Gerhana matahari total yang terjadi pada tanggal 9 Maret 2016 merupakan fenomena alam yang cukup istimewa bagi Indonesia. Hal ini dikarenakan daerah (terutama dekat kota besar) yang mengalami gerhana matahari total hanya berada di kawasan Indonesia, dan tidak di negara lain. Tidak heran banyak astronom asing yang berbondong-bondong masuk ke Indonesia hanya untuk mengamati fenomena langka ini. Kota-kota besar di Indonesia yang dilewati gerhana matahari total ini di antaranya adalah Palembang di Sumatera, Tanjung Pandan di Belitung, Palangkaraya di Kalimantan, Luwuk di Sulawesi dan Maba di Halmahera. Untuk kawasan Indonesia Barat, durasi fase total akan berkisar angka 2 menit, sementara di wilayah Timur Indonesia, durasi fase total mencapai 3 menit.
Meskipun Yogyakarta bukan merupakan daerah yang dilewati jalur gerhana matahari total, namun matahari dari wilayah Yogyakarta nampak tertutup sebagian hingga sekitar 85%. Hal ini menjadikan Yogyakarta menjadi wilayah yang mengalami gerhana matahari sebagian. Banyak komunitas astronomi di Yogyakarta yang mengadakan pengamatan terbuka di beberapa titik di kota Yogyakarta. 
Untuk Tim dari Jurusan Pendidikan Fisika UNY sendiri yang berjumlah 40 mahasiswa dengan dosen pembimbing Denny Darmawan, M.Sc., melakukan pengamatan di rooftop LIPPO PLAZA lantai 7. Pemilihan lokasi ini supaya arah pandang ke timur tidak terhalang oleh apapun. Hal ini dikarenakan ketika mulai masuk fase gerhana, matahari masih berada di ketinggian yang cukup rendah dari horizon timur. 

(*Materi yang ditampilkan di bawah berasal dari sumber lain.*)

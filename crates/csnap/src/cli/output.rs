//! Rendering of listings.

use chrono::SecondsFormat;
use clap::ValueEnum;
use csnap_image::Image;
use serde::Serialize;

use crate::manager::ContainerSnapshot;
use crate::snapshot::SnapshotId;

/// Listing output format.
#[derive(Debug, Clone, Copy, Default, PartialEq, Eq, ValueEnum)]
pub enum OutputFormat {
    /// Comma separated values, one record per line.
    #[default]
    Csv,
    /// A JSON array.
    Json,
}

#[derive(Serialize)]
struct ImageRow<'a> {
    id: &'a str,
    created: Option<String>,
    name: &'a str,
    top_layer: &'a str,
}

#[derive(Serialize)]
struct SnapshotRow<'a> {
    id: SnapshotId,
    image_id: &'a str,
    number: u64,
    top_layer: &'a str,
    subvolume_id: u64,
    readonly: bool,
}

fn created(image: &Image) -> Option<String> {
    image
        .created
        .map(|c| c.to_rfc3339_opts(SecondsFormat::Secs, true))
}

/// Render images as `id,created,name` lines or JSON.
pub fn render_images(images: &[Image], format: OutputFormat) -> serde_json::Result<String> {
    match format {
        OutputFormat::Csv => Ok(images
            .iter()
            .map(|img| {
                format!(
                    "{},{},{}\n",
                    img.id,
                    created(img).unwrap_or_default(),
                    img.display_name()
                )
            })
            .collect()),
        OutputFormat::Json => {
            let rows: Vec<ImageRow<'_>> = images
                .iter()
                .map(|img| ImageRow {
                    id: &img.id,
                    created: created(img),
                    name: img.display_name(),
                    top_layer: &img.top_layer,
                })
                .collect();
            Ok(serde_json::to_string_pretty(&rows)? + "\n")
        }
    }
}

/// Render snapshots as a `# snapshot-id,ro` table or JSON.
pub fn render_snapshots(
    snapshots: &[ContainerSnapshot],
    format: OutputFormat,
) -> serde_json::Result<String> {
    match format {
        OutputFormat::Csv => {
            let mut out = String::from("# snapshot-id,ro\n");
            for snapshot in snapshots {
                out.push_str(&format!("{},{}\n", snapshot.id(), snapshot.readonly));
            }
            Ok(out)
        }
        OutputFormat::Json => {
            let rows: Vec<SnapshotRow<'_>> = snapshots
                .iter()
                .map(|s| SnapshotRow {
                    id: s.id(),
                    image_id: &s.snapshot.image_id,
                    number: s.snapshot.number,
                    top_layer: &s.top_layer,
                    subvolume_id: s.subvolume_id,
                    readonly: s.readonly,
                })
                .collect();
            Ok(serde_json::to_string_pretty(&rows)? + "\n")
        }
    }
}
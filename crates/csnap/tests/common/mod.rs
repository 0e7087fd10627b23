//! In-memory image store and snapshot filesystem.

#![allow(dead_code)]

use std::cell::RefCell;
use std::path::{Path, PathBuf};

use csnap_btrfs::{SnapshotFilesystem, SubvolumeInfo};
use csnap_common::{SnapError, SnapResult};
use csnap_image::{Image, ImageStore};

pub const GRAPH_ROOT: &str = "/var/lib/container-snap/snapshots";

pub fn image(id: &str, top_layer: &str, names: &[&str]) -> Image {
    Image {
        id: id.to_string(),
        top_layer: top_layer.to_string(),
        names: names.iter().map(ToString::to_string).collect(),
        created: None,
    }
}

#[derive(Debug)]
pub struct FakeImageStore {
    pub graph_root: PathBuf,
    pub images: RefCell<Vec<Image>>,
    pub deleted: RefCell<Vec<String>>,
}

impl FakeImageStore {
    pub fn new(images: Vec<Image>) -> Self {
        Self {
            graph_root: PathBuf::from(GRAPH_ROOT),
            images: RefCell::new(images),
            deleted: RefCell::new(Vec::new()),
        }
    }
}

impl ImageStore for FakeImageStore {
    fn graph_root(&self) -> &Path {
        &self.graph_root
    }

    fn list_images(&self) -> SnapResult<Vec<Image>> {
        Ok(self.images.borrow().clone())
    }

    fn delete_image(&self, id: &str) -> SnapResult<()> {
        let mut images = self.images.borrow_mut();
        let before = images.len();
        images.retain(|img| img.id != id);
        if images.len() == before {
            return Err(SnapError::ImageNotFound { id: id.to_string() });
        }
        self.deleted.borrow_mut().push(id.to_string());
        Ok(())
    }
}

/// Records every primitive it is asked to perform.
#[derive(Debug, Default)]
pub struct FakeFilesystem {
    pub subvolumes: RefCell<Vec<SubvolumeInfo>>,
    pub default_id: RefCell<u64>,
    pub snapshots: RefCell<Vec<(PathBuf, PathBuf)>>,
    pub deleted: RefCell<Vec<PathBuf>>,
    pub defaults_set: RefCell<Vec<PathBuf>>,
    pub readonly_set: RefCell<Vec<(PathBuf, bool)>>,
}

impl FakeFilesystem {
    pub fn new(subvolumes: Vec<SubvolumeInfo>) -> Self {
        Self {
            subvolumes: RefCell::new(subvolumes),
            ..Self::default()
        }
    }
}

impl SnapshotFilesystem for FakeFilesystem {
    fn list_subvolumes(&self, _root: &Path) -> SnapResult<Vec<SubvolumeInfo>> {
        Ok(self.subvolumes.borrow().clone())
    }

    fn create_snapshot(&self, source: &Path, dest: &Path) -> SnapResult<()> {
        self.snapshots
            .borrow_mut()
            .push((source.to_path_buf(), dest.to_path_buf()));
        Ok(())
    }

    fn delete_subvolume(&self, path: &Path) -> SnapResult<()> {
        self.deleted.borrow_mut().push(path.to_path_buf());
        Ok(())
    }

    fn get_readonly(&self, path: &Path) -> SnapResult<bool> {
        Ok(self
            .readonly_set
            .borrow()
            .iter()
            .rev()
            .find(|(p, _)| p == path)
            .is_some_and(|(_, ro)| *ro))
    }

    fn set_readonly(&self, path: &Path, readonly: bool) -> SnapResult<()> {
        self.readonly_set
            .borrow_mut()
            .push((path.to_path_buf(), readonly));
        Ok(())
    }

    fn get_default_subvolume(&self, _mountpoint: &Path) -> SnapResult<u64> {
        Ok(*self.default_id.borrow())
    }

    fn set_default_subvolume(&self, path: &Path) -> SnapResult<()> {
        self.defaults_set.borrow_mut().push(path.to_path_buf());
        Ok(())
    }
}
//! Standard filesystem paths for container-snap.

use std::path::{Path, PathBuf};

use once_cell::sync::Lazy;

/// Default root directory for container-snap data.
pub static CSNAP_ROOT: Lazy<PathBuf> = Lazy::new(|| {
    std::env::var("CONTAINER_SNAP_ROOT")
        .map(PathBuf::from)
        .unwrap_or_else(|_| PathBuf::from("/var/lib/container-snap"))
});

/// Storage driver the image store is configured with.
pub const STORAGE_DRIVER: &str = "btrfs";

/// Directory holding one subvolume per top layer and per snapshot.
#[must_use]
pub fn subvolumes_dir(graph_root: &Path) -> PathBuf {
    graph_root.join(STORAGE_DRIVER).join("subvolumes")
}

/// Layout of the snapshot store below its root directory.
#[derive(Debug, Clone)]
pub struct SnapPaths {
    /// Root data directory (default: /var/lib/container-snap).
    pub root: PathBuf,
    /// Graph root of the image store.
    pub graph_root: PathBuf,
    /// Run root of the image store.
    pub run_root: PathBuf,
}

impl SnapPaths {
    /// Create paths with default locations.
    #[must_use]
    pub fn new() -> Self {
        Self::default()
    }

    /// Create paths with a custom root directory.
    #[must_use]
    pub fn with_root(root: impl Into<PathBuf>) -> Self {
        let root = root.into();
        let graph_root = root.join("snapshots");
        let run_root = root.join("runroot");
        Self {
            root,
            graph_root,
            run_root,
        }
    }

    /// Graph root of the image store.
    #[must_use]
    pub fn graph_root(&self) -> &Path {
        &self.graph_root
    }

    /// Image index maintained by the image store.
    #[must_use]
    pub fn images_index(&self) -> PathBuf {
        self.graph_root
            .join(format!("{STORAGE_DRIVER}-images"))
            .join("images.json")
    }
}

impl Default for SnapPaths {
    fn default() -> Self {
        Self::with_root(CSNAP_ROOT.clone())
    }
}
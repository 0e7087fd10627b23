//! Snapshot management on top of an image store and a snapshot filesystem.
//!
//! Images are pulled into a containers-storage graph root using the btrfs
//! driver, where every top layer is a subvolume. Snapshots of an image are
//! writable btrfs snapshots of that subvolume, saved next to it as
//! `<top-layer>-work<N>`.
//!
//! Nothing is persisted besides subvolume names and the image store's own
//! records: every query joins the two again. Concurrent invocations are not
//! coordinated; two processes creating the same snapshot number race and
//! the loser fails with `DestinationExists`.

mod lifecycle;
mod reconcile;

use std::path::{Path, PathBuf};

use csnap_btrfs::SnapshotFilesystem;
use csnap_image::ImageStore;

pub use reconcile::{ContainerSnapshot, reconcile};

/// Snapshot manager.
#[derive(Debug)]
pub struct ContainerSnap<I, F> {
    /// Image store holding the images and their top layers.
    images: I,
    /// Filesystem holding the subvolumes.
    filesystem: F,
    /// Path below which subvolumes are listed.
    subvolume_root: PathBuf,
    /// Mount point whose default subvolume is queried and set.
    mountpoint: PathBuf,
}

impl<I: ImageStore, F: SnapshotFilesystem> ContainerSnap<I, F> {
    /// Create a manager listing subvolumes of the filesystem mounted on `/`.
    pub fn new(images: I, filesystem: F) -> Self {
        Self {
            images,
            filesystem,
            subvolume_root: PathBuf::from("/"),
            mountpoint: PathBuf::from("/"),
        }
    }

    /// List subvolumes below `path` instead of `/`.
    #[must_use]
    pub fn with_subvolume_root(mut self, path: impl Into<PathBuf>) -> Self {
        self.subvolume_root = path.into();
        self
    }

    /// Query and set the default subvolume of `path` instead of `/`.
    #[must_use]
    pub fn with_mountpoint(mut self, path: impl Into<PathBuf>) -> Self {
        self.mountpoint = path.into();
        self
    }

    /// The image store.
    pub const fn images(&self) -> &I {
        &self.images
    }

    /// The snapshot filesystem.
    pub const fn filesystem(&self) -> &F {
        &self.filesystem
    }

    /// Graph root of the image store.
    pub fn graph_root(&self) -> &Path {
        self.images.graph_root()
    }
}
//! # csnap-btrfs
//!
//! Snapshot filesystem primitives for container-snap.
//!
//! This crate provides:
//! - The [`SnapshotFilesystem`] capability consumed by the snapshot core
//! - [`BtrfsCli`], an implementation driving the `btrfs` tool
//! - Discovery of the subvolume currently mounted on `/`

#![warn(missing_docs)]

pub mod cli;
pub mod mountinfo;
pub mod output;
pub mod subvolume;

pub use cli::BtrfsCli;
pub use mountinfo::{MountInfo, find_root_subvolume_id};
pub use subvolume::{SnapshotFilesystem, SubvolumeInfo};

Dijelaskan Denny, persiapan alat, teleskop mulai di-setting pada jam 06.00 WIB saat matahari mulai nampak di atas horizon timur. Kondisi langit timur cukup cerah tanpa adanya awan yang menghalangi matahari. Selain teleskop, tim juga mempersiapkan 10 kacamata gerhana yang bisa digunakan peserta pengamatan secara bergantian, beberapa juga digunakan pada alat perekam yang dibawa tim seperti handycam dan kamera digital.

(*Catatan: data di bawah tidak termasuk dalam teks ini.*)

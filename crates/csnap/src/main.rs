//! container-snap CLI entry point.

use clap::Parser;
use color_eyre::eyre::Result;
use tracing_subscriber::{EnvFilter, fmt, prelude::*};

use csnap::cli::Cli;

const LOG_TARGETS: [&str; 4] = ["csnap", "csnap_btrfs", "csnap_image", "container_snap"];

/// `RUST_LOG` if set, otherwise `info` for our crates and `warn` for the rest.
/// `--debug` raises our crates to `debug` on top of either.
fn log_filter(debug: bool) -> Result<EnvFilter> {
    let (mut filter, level) = match (EnvFilter::try_from_default_env(), debug) {
        (Ok(env), false) => return Ok(env),
        (Ok(env), true) => (env, "debug"),
        (Err(_), true) => (EnvFilter::new("warn"), "debug"),
        (Err(_), false) => (EnvFilter::new("warn"), "info"),
    };
    for target in LOG_TARGETS {
        filter = filter.add_directive(format!("{target}={level}").parse()?);
    }
    Ok(filter)
}

#[tokio::main]
async fn main() -> Result<()> {
    // Initialize error handling
    color_eyre::install()?;

    // Parse CLI arguments
    let cli = Cli::parse();

    // Initialize tracing; stdout is reserved for command output
    tracing_subscriber::registry()
        .with(fmt::layer().with_target(true).with_writer(std::io::stderr))
        .with(log_filter(cli.debug)?)
        .init();

    // Execute command
    cli.execute().await
}
//! Parsers for `btrfs` tool output.

use csnap_common::{SnapError, SnapResult};
use once_cell::sync::Lazy;
use regex::Regex;

use crate::subvolume::SubvolumeInfo;

// ID 272 gen 152 top level 257 path @/.snapshots/3/snapshot
static SUBVOLUME_LINE: Lazy<Regex> = Lazy::new(|| {
    Regex::new(
        r"^ID\s+([0-9]+)\s+gen\s+[0-9]+\s+(?:cgen\s+[0-9]+\s+)?top level\s+[0-9]+\s+(?:parent\s+[0-9]+\s+)?path\s+(.+)$",
    )
    .expect("subvolume list pattern is valid")
});

static DEFAULT_SUBVOLUME: Lazy<Regex> =
    Lazy::new(|| Regex::new(r"^ID\s+([0-9]+)").expect("get-default pattern is valid"));

/// Parse the output of `btrfs subvolume list`.
///
/// Lines that do not describe a subvolume are skipped. All entries are
/// reported writable; read-only state comes from a separate `-r` listing.
pub fn parse_subvolume_list(output: &str) -> SnapResult<Vec<SubvolumeInfo>> {
    let mut subvolumes = Vec::new();

    for line in output.lines().map(str::trim).filter(|l| !l.is_empty()) {
        let Some(caps) = SUBVOLUME_LINE.captures(line) else {
            tracing::warn!(line, "Skipping unrecognised subvolume list line");
            continue;
        };

        let id = caps[1]
            .parse::<u64>()
            .map_err(|_| SnapError::InvalidSubvolumeId {
                value: caps[1].to_string(),
            })?;
        let path = caps[2].trim_end_matches('/');
        let name = path.rsplit('/').next().unwrap_or(path);

        subvolumes.push(SubvolumeInfo::new(id, name, false));
    }

    Ok(subvolumes)
}

/// Parse the output of `btrfs subvolume get-default`.
///
/// Only the leading `ID <n>` is taken into account.
pub fn parse_default_subvolume(output: &str) -> SnapResult<u64> {
    let output = output.trim();
    let caps = DEFAULT_SUBVOLUME.captures(output).ok_or_else(|| {
        SnapError::primitive(
            "btrfs subvolume get-default",
            format!("invalid output: {output}"),
        )
    })?;

    caps[1]
        .parse::<u64>()
        .map_err(|_| SnapError::InvalidSubvolumeId {
            value: caps[1].to_string(),
        })
}

/// Parse the output of `btrfs property get -ts <path> ro`.
pub fn parse_readonly_property(output: &str) -> SnapResult<bool> {
    match output.trim().strip_prefix("ro=") {
        Some("true") => Ok(true),
        Some("false") => Ok(false),
        _ => Err(SnapError::primitive(
            "btrfs property get",
            format!("invalid output: {}", output.trim()),
        )),
    }
}
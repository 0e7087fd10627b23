//! Root subvolume discovery against a real-world mount table.

use std::path::Path;

use csnap_btrfs::mountinfo::{
    MOUNTINFO_PATH, current_root_subvolume_id, find_root_subvolume_id,
    find_root_subvolume_id_from, parse_mountinfo,
};
use csnap_common::SnapError;

const MOUNTINFO: &str = include_str!("fixtures/mountinfo.txt");
const MOUNTINFO_FIXTURE: &str = concat!(env!("CARGO_MANIFEST_DIR"), "/tests/fixtures/mountinfo.txt");

#[test_log::test]
fn finds_root_subvolume() {
    let id = find_root_subvolume_id(MOUNTINFO.as_bytes()).unwrap();
    assert_eq!(id, 269);
}

#[test]
fn parses_every_entry() {
    let mounts = parse_mountinfo(MOUNTINFO.as_bytes()).unwrap();
    assert_eq!(mounts.len(), 31);
    assert_eq!(mounts.iter().filter(|m| m.fs_type == "btrfs").count(), 10);
}

#[test]
fn no_root_mount() {
    let table: String = MOUNTINFO.lines().skip(1).map(|l| format!("{l}\n")).collect();
    let err = find_root_subvolume_id(table.as_bytes()).unwrap_err();
    assert!(matches!(err, SnapError::AmbiguousRootMount { count: 0 }));
}

#[test]
fn duplicate_root_mount() {
    let first = MOUNTINFO.lines().next().unwrap();
    let table = format!("{MOUNTINFO}{first}\n");
    let err = find_root_subvolume_id(table.as_bytes()).unwrap_err();
    assert!(matches!(err, SnapError::AmbiguousRootMount { count: 2 }));
}

#[test]
fn finds_root_subvolume_from_file() {
    let id = find_root_subvolume_id_from(Path::new(MOUNTINFO_FIXTURE)).unwrap();
    assert_eq!(id, 269);
}

#[test]
fn missing_mount_table_file() {
    let dir = tempfile::tempdir().unwrap();
    let err = find_root_subvolume_id_from(&dir.path().join("mountinfo")).unwrap_err();
    assert!(matches!(err, SnapError::Io(_)));
}

#[test]
fn live_mount_table() {
    // The outcome depends on the host; both readers must agree on it.
    let live = current_root_subvolume_id().ok();
    let from_file = find_root_subvolume_id_from(Path::new(MOUNTINFO_PATH)).ok();
    assert_eq!(live, from_file);
}
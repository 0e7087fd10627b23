//! Snapshot identifiers.
//!
//! A [`SnapshotId`] is either `<image-id>` (the image itself, snapshot
//! number 0) or `<image-id>-work<N>`. The image ID ends at the first `-`,
//! so image IDs containing a dash cannot be expressed.
//!
//! `<image-id>-work0` is accepted and decodes to the base snapshot, whose
//! ID renders without suffix. Leading zeros (`-work03`) collapse the same way.

use std::fmt;
use std::str::FromStr;

use csnap_common::{SnapError, SnapResult};
use serde::{Deserialize, Serialize};

/// Marker between image ID and snapshot number.
pub const WORK_SEPARATOR: &str = "-work";

/// User-facing snapshot identifier.
#[derive(Debug, Clone, PartialEq, Eq, Hash, Serialize, Deserialize)]
#[serde(transparent)]
pub struct SnapshotId(String);

impl SnapshotId {
    /// Wrap an identifier without validating it.
    pub fn new(id: impl Into<String>) -> Self {
        Self(id.into())
    }

    /// Get the identifier as a string slice.
    #[must_use]
    pub fn as_str(&self) -> &str {
        &self.0
    }
}

impl fmt::Display for SnapshotId {
    fn fmt(&self, f: &mut fmt::Formatter<'_>) -> fmt::Result {
        f.write_str(&self.0)
    }
}

impl From<&str> for SnapshotId {
    fn from(id: &str) -> Self {
        Self::new(id)
    }
}

impl From<String> for SnapshotId {
    fn from(id: String) -> Self {
        Self(id)
    }
}

impl AsRef<str> for SnapshotId {
    fn as_ref(&self) -> &str {
        &self.0
    }
}

/// Structured form of a [`SnapshotId`].
#[derive(Debug, Clone, PartialEq, Eq, Hash, Serialize, Deserialize)]
pub struct Snapshot {
    /// ID of the base image.
    pub image_id: String,
    /// Snapshot number, 0 for the image itself.
    pub number: u64,
}

impl Snapshot {
    /// Create a snapshot of `image_id`.
    pub fn new(image_id: impl Into<String>, number: u64) -> Self {
        Self {
            image_id: image_id.into(),
            number,
        }
    }

    /// The image itself.
    pub fn base(image_id: impl Into<String>) -> Self {
        Self::new(image_id, 0)
    }

    /// Whether this is the image itself rather than a derived snapshot.
    #[must_use]
    pub const fn is_base(&self) -> bool {
        self.number == 0
    }

    /// Decode a snapshot identifier.
    ///
    /// # Errors
    ///
    /// `MalformedId` if the part after the first `-` does not start with
    /// `work`, `MalformedNumber` if what follows is not a decimal number.
    pub fn parse(id: &str) -> SnapResult<Self> {
        let malformed = || SnapError::MalformedId { id: id.to_string() };

        let Some((image_id, tail)) = id.split_once('-') else {
            if id.is_empty() {
                return Err(malformed());
            }
            return Ok(Self::base(id));
        };
        if image_id.is_empty() {
            return Err(malformed());
        }

        let number = tail.strip_prefix("work").ok_or_else(malformed)?;
        let malformed_number = || SnapError::MalformedNumber {
            id: id.to_string(),
            number: number.to_string(),
        };
        if number.is_empty() || !number.bytes().all(|b| b.is_ascii_digit()) {
            return Err(malformed_number());
        }
        let number = number.parse::<u64>().map_err(|_| malformed_number())?;

        Ok(Self::new(image_id, number))
    }

    /// Encode this snapshot as its identifier.
    #[must_use]
    pub fn id(&self) -> SnapshotId {
        if self.is_base() {
            SnapshotId::new(self.image_id.clone())
        } else {
            SnapshotId(format!("{}{WORK_SEPARATOR}{}", self.image_id, self.number))
        }
    }

    /// The snapshot numbered one above this one.
    ///
    /// # Errors
    ///
    /// `MalformedNumber` if the number would overflow.
    pub fn next(&self) -> SnapResult<Self> {
        let number = self
            .number
            .checked_add(1)
            .ok_or_else(|| SnapError::MalformedNumber {
                id: self.id().to_string(),
                number: self.number.to_string(),
            })?;
        Ok(Self::new(self.image_id.clone(), number))
    }
}

impl FromStr for Snapshot {
    type Err = SnapError;

    fn from_str(s: &str) -> Result<Self, Self::Err> {
        Self::parse(s)
    }
}

impl TryFrom<&SnapshotId> for Snapshot {
    type Error = SnapError;

    fn try_from(id: &SnapshotId) -> Result<Self, Self::Error> {
        Self::parse(id.as_str())
    }
}

impl fmt::Display for Snapshot {
    fn fmt(&self, f: &mut fmt::Formatter<'_>) -> fmt::Result {
        self.id().fmt(f)
    }
}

Fase gerhana dimulai dari fase kontak pertama (first contact), yaitu saat dimana piringan bulan mulai masuk ke piringan matahari terjadi sekitar jam 6.20 WIB pada ketinggian matahari sekitar 9° dari horizon timur. Fase maksimum terjadi sekitar jam 7.23 WIB saat matahari berada pada ketinggian 23° dari horizon dimana matahari nampak berbentuk sabit. Fase total tidak dapat terlihat dari kota Yogyakarta karena kota ini berada jauh di selatan jalur gerhana matahari total. Fenomena gerhana matahari diakhiri saat fase kontak terakhir (last contact) yaitu saat dimana piringan bulan tepat sudah di luar piringan matahari yang terjadi sekitar jam 8.33 WIB pada ketinggian matahari sekitar 41°.

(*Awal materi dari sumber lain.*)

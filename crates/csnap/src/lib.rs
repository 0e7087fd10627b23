//! # container-snap
//!
//! Snapshots of OCI images as btrfs subvolumes.
//!
//! Images are pulled into an image store using the btrfs storage driver,
//! which leaves the root filesystem of every image in a subvolume named
//! after its top layer. Writable snapshots of that subvolume can be
//! created, toggled read-only, deleted and made the default subvolume to
//! boot into.
//!
//! ## Usage
//!
//! ```no_run
//! use csnap::manager::ContainerSnap;
//! use csnap::snapshot::SnapshotId;
//! use csnap_btrfs::BtrfsCli;
//! use csnap_common::SnapPaths;
//! use csnap_image::{ContainersStorage, Podman};
//!
//! # fn example() -> csnap_common::SnapResult<()> {
//! let podman = Podman::new("podman", SnapPaths::default());
//! let snap = ContainerSnap::new(ContainersStorage::new(podman), BtrfsCli::default());
//!
//! for snapshot in snap.all_snapshots()? {
//!     println!("{} {}", snapshot.id(), snapshot.readonly);
//! }
//!
//! let next = snap.create_snapshot(&SnapshotId::from("badbf16094bf"))?;
//! snap.switch_to_snapshot(&next.id())?;
//! # Ok(())
//! # }
//! ```

#![warn(missing_docs)]

pub mod cli;
pub mod manager;
pub mod snapshot;

pub use manager::{ContainerSnap, ContainerSnapshot};
pub use snapshot::{Snapshot, SnapshotId};
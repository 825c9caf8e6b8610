use axum::Router;
use axum::routing::{get, post};
use std::sync::Arc;

use crate::state::AppState;

mod admin;
mod feedback;
mod general_statement;
mod generate;
mod health;
mod metrics;
mod rate_limit;
mod translate;

pub use admin::{
    admin_feedback_analytics_handler, admin_feedback_handler, admin_feedback_stats_handler,
};
pub use feedback::{feedback_handler, feedback_track_handler};
pub use general_statement::{
    get_statement_handler, list_statements_handler, process_statement_handler,
};
pub use generate::generate_handler;
pub use health::health_handler;
pub use metrics::metrics_handler;
pub use rate_limit::{quota_headers, rate_limit_status_handler};
pub use translate::translate_handler;

// All routes served by the gateway
pub fn router(state: Arc<AppState>) -> Router {
    Router::new()
        .route("/health", get(health_handler))
        .route("/metrics", get(metrics_handler))
        .route("/api/rate-limit/status", get(rate_limit_status_handler))
        .route("/api/report/generate", post(generate_handler))
        .route("/api/report/translate", post(translate_handler))
        .route("/api/general-statement", get(list_statements_handler))
        .route("/api/general-statement/process", post(process_statement_handler))
        .route("/api/general-statement/{id}", get(get_statement_handler))
        .route("/api/feedback", post(feedback_handler))
        .route("/api/feedback/track", post(feedback_track_handler))
        .route("/api/admin/feedback", get(admin_feedback_handler))
        .route("/api/admin/feedback/stats", get(admin_feedback_stats_handler))
        .route("/api/admin/feedback/analytics", get(admin_feedback_analytics_handler))
        .with_state(state)
}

Denny menerangkan, pengamatan gerhana ini cukup penting bagi siapa saja. Selain bahwa gerhana matahari total yang terjadi pada 9 Maret 2016 ini eksklusif hanya teramati di Indonesia, fenomena ini tidak terjadi setiap saat dikarenakan bidang edar bulan mengelilingi bumi yang tidak satu bidang dengan bidang edar bumi mengelilingi matahari. Gerhana berikutnya yang bisa diamati adalah gerhana matahari cincin di Sumatera pada tanggal 26 Desember 2019 dan gerhana matahari total di Papua pada tanggal 20 April 2023. Dari kota Yogyakarta, fenomena ini kembali hanya bisa teramati sebagai gerhana matahari sebagian. Kota Yogyakarta sendiri pernah mengalami gerhana matahari total pada 11 Juni 1983, dan akan kembali mengalami fenomena ini sekitar 375 tahun lagi.(witono)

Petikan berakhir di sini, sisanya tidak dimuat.